(ASSIGNMENT):
Please count the lines in these records that contain "released" and give only that count.

(SUPPLIED ENTRIES):

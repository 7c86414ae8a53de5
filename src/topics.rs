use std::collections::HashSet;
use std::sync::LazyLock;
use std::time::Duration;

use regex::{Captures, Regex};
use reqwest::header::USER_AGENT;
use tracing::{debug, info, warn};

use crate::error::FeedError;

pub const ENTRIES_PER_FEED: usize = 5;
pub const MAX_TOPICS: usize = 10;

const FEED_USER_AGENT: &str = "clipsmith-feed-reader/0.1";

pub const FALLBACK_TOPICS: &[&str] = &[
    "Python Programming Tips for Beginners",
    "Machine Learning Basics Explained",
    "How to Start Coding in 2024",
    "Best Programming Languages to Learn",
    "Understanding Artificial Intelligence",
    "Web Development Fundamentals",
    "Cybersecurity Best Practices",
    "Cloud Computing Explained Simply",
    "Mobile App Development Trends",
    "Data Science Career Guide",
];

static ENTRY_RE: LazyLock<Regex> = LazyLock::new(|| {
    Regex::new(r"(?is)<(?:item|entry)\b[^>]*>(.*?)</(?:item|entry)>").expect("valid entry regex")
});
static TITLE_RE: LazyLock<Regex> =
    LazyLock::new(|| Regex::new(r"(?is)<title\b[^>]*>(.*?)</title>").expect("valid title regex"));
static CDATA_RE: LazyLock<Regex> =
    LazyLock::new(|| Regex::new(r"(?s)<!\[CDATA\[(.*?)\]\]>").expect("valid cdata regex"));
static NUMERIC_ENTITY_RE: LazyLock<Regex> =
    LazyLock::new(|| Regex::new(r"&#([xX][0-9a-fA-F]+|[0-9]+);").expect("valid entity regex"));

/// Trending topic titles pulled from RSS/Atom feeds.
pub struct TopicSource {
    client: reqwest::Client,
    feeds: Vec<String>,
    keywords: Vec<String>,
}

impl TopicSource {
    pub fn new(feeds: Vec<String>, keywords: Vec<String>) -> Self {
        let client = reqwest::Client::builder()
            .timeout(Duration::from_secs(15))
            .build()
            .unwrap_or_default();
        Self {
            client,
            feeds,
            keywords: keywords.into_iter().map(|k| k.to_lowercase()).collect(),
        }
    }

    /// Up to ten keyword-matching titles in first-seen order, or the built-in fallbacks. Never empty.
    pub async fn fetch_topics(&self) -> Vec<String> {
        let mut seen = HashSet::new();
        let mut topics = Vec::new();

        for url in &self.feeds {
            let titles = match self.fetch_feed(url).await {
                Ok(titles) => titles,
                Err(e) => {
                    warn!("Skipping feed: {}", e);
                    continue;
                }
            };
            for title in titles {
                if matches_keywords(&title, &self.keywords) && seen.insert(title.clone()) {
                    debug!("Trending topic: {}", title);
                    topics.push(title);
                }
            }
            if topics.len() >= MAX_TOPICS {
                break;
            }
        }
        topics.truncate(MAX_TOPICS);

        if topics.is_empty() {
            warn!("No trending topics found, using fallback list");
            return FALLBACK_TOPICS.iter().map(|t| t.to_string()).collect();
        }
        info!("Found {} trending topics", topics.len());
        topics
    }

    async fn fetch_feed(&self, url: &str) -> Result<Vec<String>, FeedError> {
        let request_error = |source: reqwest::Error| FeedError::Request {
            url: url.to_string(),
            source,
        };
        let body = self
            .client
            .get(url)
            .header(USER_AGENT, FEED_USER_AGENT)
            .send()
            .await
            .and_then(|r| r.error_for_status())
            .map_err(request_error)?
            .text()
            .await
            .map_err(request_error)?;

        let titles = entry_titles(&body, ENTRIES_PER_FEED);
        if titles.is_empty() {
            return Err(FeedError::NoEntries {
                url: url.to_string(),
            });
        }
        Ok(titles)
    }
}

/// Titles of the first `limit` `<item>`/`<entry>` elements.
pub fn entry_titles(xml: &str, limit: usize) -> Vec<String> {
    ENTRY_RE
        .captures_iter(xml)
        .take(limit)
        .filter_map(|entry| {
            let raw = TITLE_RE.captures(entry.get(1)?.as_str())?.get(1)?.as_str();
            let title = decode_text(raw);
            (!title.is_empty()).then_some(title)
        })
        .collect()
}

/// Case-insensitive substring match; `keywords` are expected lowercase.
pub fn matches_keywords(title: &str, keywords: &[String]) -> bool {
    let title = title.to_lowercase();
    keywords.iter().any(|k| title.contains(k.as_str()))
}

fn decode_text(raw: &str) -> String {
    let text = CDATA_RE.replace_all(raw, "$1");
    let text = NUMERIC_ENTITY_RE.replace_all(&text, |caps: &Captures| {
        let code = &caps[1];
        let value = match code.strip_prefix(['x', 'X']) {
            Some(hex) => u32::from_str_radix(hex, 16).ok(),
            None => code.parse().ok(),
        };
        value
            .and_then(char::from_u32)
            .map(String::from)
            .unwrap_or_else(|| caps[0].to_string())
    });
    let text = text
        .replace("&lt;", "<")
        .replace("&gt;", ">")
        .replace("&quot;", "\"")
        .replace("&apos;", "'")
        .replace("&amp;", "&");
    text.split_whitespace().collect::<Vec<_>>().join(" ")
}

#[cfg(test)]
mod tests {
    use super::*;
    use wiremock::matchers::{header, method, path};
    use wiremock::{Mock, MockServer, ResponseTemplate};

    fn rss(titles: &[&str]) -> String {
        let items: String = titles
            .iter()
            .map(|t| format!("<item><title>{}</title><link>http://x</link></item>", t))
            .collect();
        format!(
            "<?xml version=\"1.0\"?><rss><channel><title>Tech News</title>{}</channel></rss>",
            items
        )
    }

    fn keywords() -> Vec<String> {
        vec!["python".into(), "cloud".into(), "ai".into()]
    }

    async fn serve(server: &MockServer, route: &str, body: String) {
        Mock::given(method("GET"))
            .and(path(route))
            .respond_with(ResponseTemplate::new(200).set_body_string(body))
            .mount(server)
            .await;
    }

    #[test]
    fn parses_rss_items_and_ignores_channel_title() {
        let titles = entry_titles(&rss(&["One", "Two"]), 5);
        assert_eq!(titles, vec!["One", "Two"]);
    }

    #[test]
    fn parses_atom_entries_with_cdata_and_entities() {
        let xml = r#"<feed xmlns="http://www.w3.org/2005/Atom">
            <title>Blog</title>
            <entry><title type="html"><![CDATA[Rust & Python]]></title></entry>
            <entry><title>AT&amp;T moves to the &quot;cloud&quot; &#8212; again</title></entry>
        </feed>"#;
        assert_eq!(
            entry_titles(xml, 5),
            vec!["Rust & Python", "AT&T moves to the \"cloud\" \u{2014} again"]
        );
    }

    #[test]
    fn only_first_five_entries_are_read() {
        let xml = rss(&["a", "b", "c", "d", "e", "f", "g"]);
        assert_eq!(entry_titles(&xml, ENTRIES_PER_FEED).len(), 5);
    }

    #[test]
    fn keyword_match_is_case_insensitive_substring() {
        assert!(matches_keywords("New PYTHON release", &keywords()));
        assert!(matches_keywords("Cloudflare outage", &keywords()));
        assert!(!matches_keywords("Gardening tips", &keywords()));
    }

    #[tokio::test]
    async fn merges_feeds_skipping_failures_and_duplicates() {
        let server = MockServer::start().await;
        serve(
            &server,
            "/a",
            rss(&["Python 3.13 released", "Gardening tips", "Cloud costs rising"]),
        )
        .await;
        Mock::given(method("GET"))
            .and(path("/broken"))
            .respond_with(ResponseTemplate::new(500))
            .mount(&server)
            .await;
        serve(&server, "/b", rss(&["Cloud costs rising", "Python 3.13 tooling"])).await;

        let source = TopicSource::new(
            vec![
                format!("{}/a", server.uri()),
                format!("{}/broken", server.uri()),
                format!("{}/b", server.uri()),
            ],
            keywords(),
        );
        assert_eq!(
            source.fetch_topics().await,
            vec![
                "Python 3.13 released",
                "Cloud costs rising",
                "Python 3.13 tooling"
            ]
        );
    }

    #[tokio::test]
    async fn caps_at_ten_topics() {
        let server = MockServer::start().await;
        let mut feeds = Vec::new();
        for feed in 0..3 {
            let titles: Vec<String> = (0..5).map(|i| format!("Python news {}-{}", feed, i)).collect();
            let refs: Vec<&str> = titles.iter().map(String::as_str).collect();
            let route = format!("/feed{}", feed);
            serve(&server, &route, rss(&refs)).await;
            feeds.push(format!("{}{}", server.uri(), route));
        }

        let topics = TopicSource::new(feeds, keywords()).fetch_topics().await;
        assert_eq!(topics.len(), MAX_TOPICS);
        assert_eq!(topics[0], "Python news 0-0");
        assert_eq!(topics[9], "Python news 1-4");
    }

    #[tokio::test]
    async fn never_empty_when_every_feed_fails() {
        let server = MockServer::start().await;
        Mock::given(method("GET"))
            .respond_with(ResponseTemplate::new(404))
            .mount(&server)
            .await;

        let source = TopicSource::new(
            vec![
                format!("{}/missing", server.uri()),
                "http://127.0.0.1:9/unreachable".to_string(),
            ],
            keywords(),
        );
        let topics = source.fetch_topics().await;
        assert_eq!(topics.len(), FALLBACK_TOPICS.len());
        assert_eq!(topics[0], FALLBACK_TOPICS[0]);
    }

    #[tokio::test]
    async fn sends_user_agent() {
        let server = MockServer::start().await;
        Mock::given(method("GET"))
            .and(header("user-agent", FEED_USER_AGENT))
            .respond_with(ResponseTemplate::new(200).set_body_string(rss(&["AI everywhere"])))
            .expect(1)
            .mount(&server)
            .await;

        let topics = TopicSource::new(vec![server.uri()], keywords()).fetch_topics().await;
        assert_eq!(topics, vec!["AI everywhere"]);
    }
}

(PROBLEM SOLUTION):
2